Ed tech’s growth is also closely tied to newer market and policy forces. Valued at over $8 billion,7 the educational technology sector in the U.S. has been described as “the world’s most data-mineable industry by far.”8 As companies race to produce and capture more student data, the U.S. Department of Education has encouraged schools to use “big data” analysis to improve assessment and educational innovation.9 Common Core’s computerized testing requirements and other developments in education policy have also increasingly driven ed tech adoption forward.10 In the midst of these changing requirements, underfunded schools’ lack of resources can make them particularly susceptible to offers of free devices and educational software from large ed tech companies.11
While governments, schools, and industry shape the ed tech space, sensitive student data is caught in the middle—and this is where EFF places its focus. As ed tech growth outpaces legal and ethical understanding of its privacy implications, we risk placing students under silent yet pervasive surveillance that chills their creative expression both in and outside the classroom, and tracks their online behavior before they are old enough to understand its consequences.

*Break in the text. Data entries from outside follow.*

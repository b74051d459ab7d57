//! Descriptor validation.
//!
//! [`validate`] is purely syntactic and never touches the network. The
//! managed-cloud admission path ([`Admission::admit`]) additionally requires
//! server-side cluster credentials and checks the users directory.

use std::sync::LazyLock;

use async_trait::async_trait;
use mongodb::bson::{Bson, Document, doc};
use regex::Regex;
use url::Url;

use crate::config::DocumentCfg;
use crate::descriptor::{
    ConnectionDescriptor, Credentials, DEFAULT_MONGO_PORT, Deployment, DocumentDescriptor, Engine,
    RawDescriptor, RelationalDescriptor, RelationalOptions,
};
use crate::error::{ConfigError, DataError};
use crate::manager::ConnectionManager;
use crate::tenant::TenantId;

const MAX_CONNECTION_LIMIT: u32 = 1000;
const MAX_HOST_LEN: usize = 253;
const SRV_SCHEME: &str = "mongodb+srv";
const STANDARD_SCHEME: &str = "mongodb";

#[allow(clippy::expect_used)] // good regex, it doesn't panic
static USERNAME_RE: LazyLock<Regex> = LazyLock::new(|| {
    Regex::new(r"^[A-Za-z0-9_]{3,64}$").expect("static regex should not panic")
});
#[allow(clippy::expect_used)] // good regex, it doesn't panic
static DATABASE_RE: LazyLock<Regex> = LazyLock::new(|| {
    Regex::new(r"^[A-Za-z0-9_$-]{1,64}$").expect("static regex should not panic")
});
#[allow(clippy::expect_used)] // good regex, it doesn't panic
static CHARSET_RE: LazyLock<Regex> = LazyLock::new(|| {
    Regex::new(r"^[A-Za-z0-9_]{1,32}$").expect("static regex should not panic")
});

/// Validates a client-supplied descriptor into its engine-tagged form.
///
/// # Errors
/// Returns `ConfigError` for a missing/unsupported engine tag, missing
/// host/port/database, or any field outside its allowed shape.
pub fn validate(
    raw: &RawDescriptor,
    document: &DocumentCfg,
) -> Result<ConnectionDescriptor, ConfigError> {
    let tag = non_blank(raw.engine.as_deref()).ok_or(ConfigError::MissingField("type"))?;
    let engine =
        Engine::from_tag(tag).ok_or_else(|| ConfigError::UnsupportedEngine(tag.to_owned()))?;

    let host = non_blank(raw.host.as_deref()).ok_or(ConfigError::MissingField("host"))?;
    let database =
        non_blank(raw.database.as_deref()).ok_or(ConfigError::MissingField("database"))?;
    if !DATABASE_RE.is_match(database) {
        return Err(invalid("database", "expected 1-64 characters of [A-Za-z0-9_$-]"));
    }

    if let Some(limit) = raw.connection_limit
        && (limit == 0 || limit > MAX_CONNECTION_LIMIT)
    {
        return Err(invalid(
            "connectionLimit",
            format!("must be between 1 and {MAX_CONNECTION_LIMIT}"),
        ));
    }

    match engine {
        Engine::MySql | Engine::Postgres => {
            let rel = validate_relational(raw, engine, host, database)?;
            Ok(if engine == Engine::MySql {
                ConnectionDescriptor::MySql(rel)
            } else {
                ConnectionDescriptor::Postgres(rel)
            })
        }
        Engine::MongoDb => validate_document(raw, host, database, document)
            .map(ConnectionDescriptor::MongoDb),
    }
}

fn validate_relational(
    raw: &RawDescriptor,
    engine: Engine,
    host: &str,
    database: &str,
) -> Result<RelationalDescriptor, ConfigError> {
    check_plain_host(host)?;
    let port = raw.port.ok_or(ConfigError::MissingField("port"))?;
    if port == 0 {
        return Err(invalid("port", "must be between 1 and 65535"));
    }

    let charset = match non_blank(raw.charset.as_deref()) {
        Some(c) if CHARSET_RE.is_match(c) => Some(c.to_owned()),
        Some(_) => return Err(invalid("charset", "expected [A-Za-z0-9_]")),
        None => None,
    };

    let credentials = credentials(raw)?;
    if engine == Engine::Postgres
        && let Some(c) = &credentials
        && c.username.len() > 63
    {
        return Err(invalid("username", "exceeds 63 characters"));
    }

    Ok(RelationalDescriptor {
        host: host.to_owned(),
        port,
        database: database.to_owned(),
        credentials,
        options: RelationalOptions {
            ssl: raw.ssl,
            connection_limit: raw.connection_limit,
            charset,
        },
    })
}

fn validate_document(
    raw: &RawDescriptor,
    host: &str,
    database: &str,
    cfg: &DocumentCfg,
) -> Result<DocumentDescriptor, ConfigError> {
    let deployment = classify_host(host, raw.port, &cfg.managed_domains)?;
    let credentials = credentials(raw)?;
    if let Some(c) = &credentials {
        validate_username(&c.username)?;
    }
    let ssl = raw.ssl || matches!(deployment, Deployment::ManagedCloud { .. });
    Ok(DocumentDescriptor {
        deployment,
        database: database.to_owned(),
        credentials,
        ssl,
        connection_limit: raw.connection_limit,
    })
}

/// Syntactic username rule shared by both document paths.
///
/// # Errors
/// Returns `ConfigError::InvalidField` unless the name is 3-64 characters of
/// `[a-zA-Z0-9_]`.
pub fn validate_username(username: &str) -> Result<(), ConfigError> {
    if USERNAME_RE.is_match(username) {
        Ok(())
    } else {
        Err(invalid(
            "username",
            "expected at least 3 characters of [a-zA-Z0-9_]",
        ))
    }
}

/// Classifies a document host as managed-cloud or self-hosted.
///
/// Accepts a bare host name or a `mongodb://` / `mongodb+srv://` connection
/// string. Userinfo inside a connection string is rejected: credentials travel
/// in their own fields.
///
/// # Errors
/// Returns `ConfigError::InvalidField` for malformed hosts.
pub fn classify_host(
    host: &str,
    port: Option<u16>,
    managed_domains: &[String],
) -> Result<Deployment, ConfigError> {
    if host.contains("://") {
        let url = Url::parse(host).map_err(|e| invalid("host", e.to_string()))?;
        if !url.username().is_empty() || url.password().is_some() {
            return Err(invalid(
                "host",
                "connection string must not embed credentials",
            ));
        }
        let name = url
            .host_str()
            .filter(|h| !h.is_empty())
            .ok_or_else(|| invalid("host", "connection string has no host"))?;
        return match url.scheme() {
            SRV_SCHEME => Ok(Deployment::ManagedCloud {
                cluster_host: name.to_ascii_lowercase(),
            }),
            STANDARD_SCHEME => classify_host(name, url.port().or(port), managed_domains),
            other => Err(invalid("host", format!("unsupported scheme '{other}'"))),
        };
    }

    check_plain_host(host)?;
    let lowered = host.to_ascii_lowercase();
    let managed = managed_domains.iter().any(|domain| {
        let domain = domain.trim_start_matches('.').to_ascii_lowercase();
        lowered == domain || lowered.ends_with(&format!(".{domain}"))
    });
    if managed {
        return Ok(Deployment::ManagedCloud {
            cluster_host: lowered,
        });
    }

    let port = port.unwrap_or(DEFAULT_MONGO_PORT);
    if port == 0 {
        return Err(invalid("port", "must be between 1 and 65535"));
    }
    Ok(Deployment::SelfHosted {
        host: host.to_owned(),
        port,
    })
}

fn check_plain_host(host: &str) -> Result<(), ConfigError> {
    if host.len() > MAX_HOST_LEN {
        return Err(invalid("host", "too long"));
    }
    if host
        .chars()
        .any(|c| c.is_whitespace() || matches!(c, '/' | '@' | '?' | '#'))
    {
        return Err(invalid("host", "must be a host name or address"));
    }
    Ok(())
}

fn credentials(raw: &RawDescriptor) -> Result<Option<Credentials>, ConfigError> {
    let password = raw.password.clone().filter(|p| !p.is_empty());
    match non_blank(raw.username.as_deref()) {
        Some(username) => Ok(Some(Credentials {
            username: username.to_owned(),
            password,
        })),
        None if password.is_some() => Err(invalid(
            "username",
            "password supplied without a username",
        )),
        None => Ok(None),
    }
}

fn non_blank(value: Option<&str>) -> Option<&str> {
    value.map(str::trim).filter(|v| !v.is_empty())
}

fn invalid(field: &'static str, reason: impl Into<String>) -> ConfigError {
    ConfigError::InvalidField {
        field,
        reason: reason.into(),
    }
}

/// Lookup against the users directory, the only globally unique store.
#[async_trait]
pub trait UsersDirectory: Send + Sync {
    /// `true` when `username` belongs to an account other than `tenant`.
    async fn claimed_by_other(
        &self,
        username: &str,
        tenant: Option<&TenantId>,
    ) -> Result<bool, DataError>;
}

/// Users directory stored on the managed cluster itself.
pub struct ClusterUsersDirectory<'a> {
    manager: &'a ConnectionManager,
    cluster_host: String,
}

impl<'a> ClusterUsersDirectory<'a> {
    #[must_use]
    pub fn new(manager: &'a ConnectionManager, cluster_host: impl Into<String>) -> Self {
        Self {
            manager,
            cluster_host: cluster_host.into(),
        }
    }
}

#[async_trait]
impl UsersDirectory for ClusterUsersDirectory<'_> {
    async fn claimed_by_other(
        &self,
        username: &str,
        tenant: Option<&TenantId>,
    ) -> Result<bool, DataError> {
        let cfg = &self.manager.config().document;
        let descriptor = DocumentDescriptor {
            deployment: Deployment::ManagedCloud {
                cluster_host: self.cluster_host.clone(),
            },
            database: cfg.directory_database.clone(),
            credentials: None,
            ssl: true,
            connection_limit: Some(1),
        };
        let session = self.manager.open_document(&descriptor).await?;
        let found = session
            .database()
            .collection::<Document>(&cfg.users_collection)
            .find_one(doc! { "username": username })
            .await;
        session.close().await;

        let found = found.map_err(|e| DataError::from_mongo(&e))?;
        Ok(match (found, tenant) {
            (None, _) => false,
            (Some(_), None) => true,
            (Some(user), Some(tenant)) => !account_matches(&user, tenant),
        })
    }
}

fn account_matches(user: &Document, tenant: &TenantId) -> bool {
    match user.get("_id") {
        Some(Bson::ObjectId(id)) => id.to_hex() == tenant.as_str(),
        Some(Bson::String(id)) => id == tenant.as_str(),
        _ => false,
    }
}

/// Setup-time admission on top of [`validate`].
pub struct Admission<'a> {
    cfg: &'a DocumentCfg,
    directory: &'a dyn UsersDirectory,
}

impl<'a> Admission<'a> {
    #[must_use]
    pub fn new(cfg: &'a DocumentCfg, directory: &'a dyn UsersDirectory) -> Self {
        Self { cfg, directory }
    }

    /// Relational and self-hosted document descriptors pass unchanged; the
    /// managed-cloud path needs cluster credentials and a free username.
    ///
    /// # Errors
    /// - `DataError::Connection` (`ServerMisconfigured`) when the server has
    ///   no cluster credentials configured
    /// - `ConfigError::UsernameTaken` when another account owns the username
    pub async fn admit(
        &self,
        descriptor: &ConnectionDescriptor,
        tenant: Option<&TenantId>,
    ) -> Result<(), DataError> {
        let ConnectionDescriptor::MongoDb(doc) = descriptor else {
            return Ok(());
        };
        if !doc.is_managed() {
            tracing::debug!(host = %doc.host(), "self-hosted document database, skipping live checks");
            return Ok(());
        }
        if self.cfg.cluster_credentials().is_none() {
            return Err(DataError::misconfigured(
                Engine::MongoDb,
                "managed cluster credentials are not configured on the server",
            ));
        }
        if let Some(credentials) = &doc.credentials
            && self
                .directory
                .claimed_by_other(&credentials.username, tenant)
                .await?
        {
            return Err(ConfigError::UsernameTaken(credentials.username.clone()).into());
        }
        Ok(())
    }
}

In the long term, protecting student privacy means protecting children from surveillance culture at school and at home. The constant surveillance in which ed tech results can warp children’s privacy expectations, lead them to self-censor, and limit their creativity.12 A surveillance environment built by trusted teachers and educators will socialize children to ignore and even accept the routine collection, retention, and sale of their personal information.13 Ed tech unchecked threatens to normalize the next generation to a digital world in which users hand over data without question in return for free services—a world that is less private not just by default, but by design.